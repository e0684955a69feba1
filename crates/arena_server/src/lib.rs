//! Tic-tac-toe arena server.
//!
//! Human-vs-oracle NxN tic-tac-toe sessions over HTTP.
//!
//! # Architecture
//!
//! - **Oracle**: asks an LLM for the opponent's move and falls back to a
//!   random empty square whenever the answer is unusable
//! - **Engine**: applies human moves and opponent replies per session
//! - **Store**: records finished games in SQLite (or memory)
//! - **HTTP**: REST API under `/api/game`
//!
//! # Example
//!
//! ```no_run
//! use arena_server::{
//!     InMemorySessionStore, MemoryGameStore, MoveOracle, OfflineSource, SessionEngine,
//! };
//! use std::sync::Arc;
//! use std::time::Duration;
//!
//! # async fn example() -> anyhow::Result<()> {
//! let engine = SessionEngine::new(
//!     Arc::new(InMemorySessionStore::new()),
//!     Arc::new(MoveOracle::new(OfflineSource, Duration::from_secs(5))),
//!     Arc::new(MemoryGameStore::new()),
//! );
//! let view = engine.create(None, 3)?;
//! let view = engine.apply_human_move(&view.game_id, arena_board::Position::new(1, 1)).await?;
//! println!("{}", view.board.display());
//! # Ok(())
//! # }
//! ```

#![warn(missing_docs)]
#![forbid(unsafe_code)]

// Private module declarations
mod config;
mod engine;
mod llm_client;
mod oracle;
mod server;
mod session;
mod store;

pub mod db;
pub mod http;

// Crate-level exports - Configuration
pub use config::{ConfigError, OracleBackend, OracleConfig, ServerConfig};

// Crate-level exports - Engine
pub use engine::{ALREADY_OVER_MESSAGE, EngineError, Evaluation, MoveSuggestionView, SessionEngine};

// Crate-level exports - LLM client
pub use llm_client::{LlmClient, LlmConfig, LlmError, LlmProvider};

// Crate-level exports - Oracle
pub use oracle::{
    LlmMoveSource, MoveOracle, MoveSource, NoLegalMove, OfflineSource, SourceError, Suggestion,
    build_prompt, parse_suggestion,
};

// Crate-level exports - Wiring
pub use server::{build_engine, build_oracle, build_store, serve};

// Crate-level exports - Sessions
pub use session::{
    InMemorySessionStore, Session, SessionHandle, SessionId, SessionStatus, SessionStore,
    SessionView,
};

// Crate-level exports - Completed games
pub use store::{
    CompletedGame, CompletedGameStore, MAX_LISTED_GAMES, MemoryGameStore, NewCompletedGame,
    StoreError,
};
//! SQLite persistence for completed games.

mod error;
mod models;
mod repository;
mod schema; // Diesel generated schema - internal use only

pub use error::{DbError, DbErrorKind};
pub use models::{CompletedGameRecord, NewCompletedGameRecord};
pub use repository::GameRepository;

- **WHAT TO PRODUCE**: Write every entry out again. Leave each one exactly as it is.

- **OUTPUT FOR THIS TASK**:
repository e0684955a69feba1
filename crates/arena_server/src/lib.rs
//! Tic-tac-toe arena server.
//!
//! Human-vs-oracle NxN tic-tac-toe sessions over HTTP.
//!
//! # Architecture
//!
//! - **Oracle**: asks an LLM for the opponent's move and falls back to a
//!   random empty square whenever the answer is unusable
//! - **Engine**: applies human moves and opponent replies per session
//! - **Store**: records finished games in SQLite (or memory)
//! - **HTTP**: REST API under `/api/game`
//!
//! # Example
//!
//! ```no_run
//! use arena_server::{
//!     InMemorySessionStore, MemoryGameStore, MoveOracle, OfflineSource, SessionEngine,
//! };
//! use std::sync::Arc;
//! use std::time::Duration;
//!
//! # async fn example() -> anyhow::Result<()> {
//! let engine = SessionEngine::new(
//!     Arc::new(InMemorySessionStore::new()),
//!     Arc::new(MoveOracle::new(OfflineSource, Duration::from_secs(5))),
//!     Arc::new(MemoryGameStore::new()),
//! );
//! let view = engine.create(None, 3)?;
//! let view = engine.apply_human_move(&view.game_id, arena_board::Position::new(1, 1)).await?;
//! println!("{}", view.board.display());
//! # Ok(())
//! # }
//! ```

#![warn(missing_docs)]
#![forbid(unsafe_code)]

// Private module declarations
mod config;
mod engine;
mod llm_client;
mod oracle;
mod server;
mod session;
mod store;

pub mod db;
pub mod http;

// Crate-level exports - Configuration
pub use config::{ConfigError, OracleBackend, OracleConfig, ServerConfig};

// Crate-level exports - Engine
pub use engine::{ALREADY_OVER_MESSAGE, EngineError, Evaluation, MoveSuggestionView, SessionEngine};

// Crate-level exports - LLM client
pub use llm_client::{LlmClient, LlmConfig, LlmError, LlmProvider};

// Crate-level exports - Oracle
pub use oracle::{
    LlmMoveSource, MoveOracle, MoveSource, NoLegalMove, OfflineSource, SourceError, Suggestion,
    build_prompt, parse_suggestion,
};

// Crate-level exports - Wiring
pub use server::{build_engine, build_oracle, build_store, serve};

// Crate-level exports - Sessions
pub use session::{
    InMemorySessionStore, Session, SessionHandle, SessionId, SessionStatus, SessionStore,
    SessionView,
};

// Crate-level exports - Completed games
pub use store::{
    CompletedGame, CompletedGameStore, MAX_LISTED_GAMES, MemoryGameStore, NewCompletedGame,
    StoreError,
};
//! SQLite persistence for completed games.

mod error;
mod models;
mod repository;
mod schema; // Diesel generated schema - internal use only

pub use error::{DbError, DbErrorKind};
pub use models::{CompletedGameRecord, NewCompletedGameRecord};
pub use repository::GameRepository;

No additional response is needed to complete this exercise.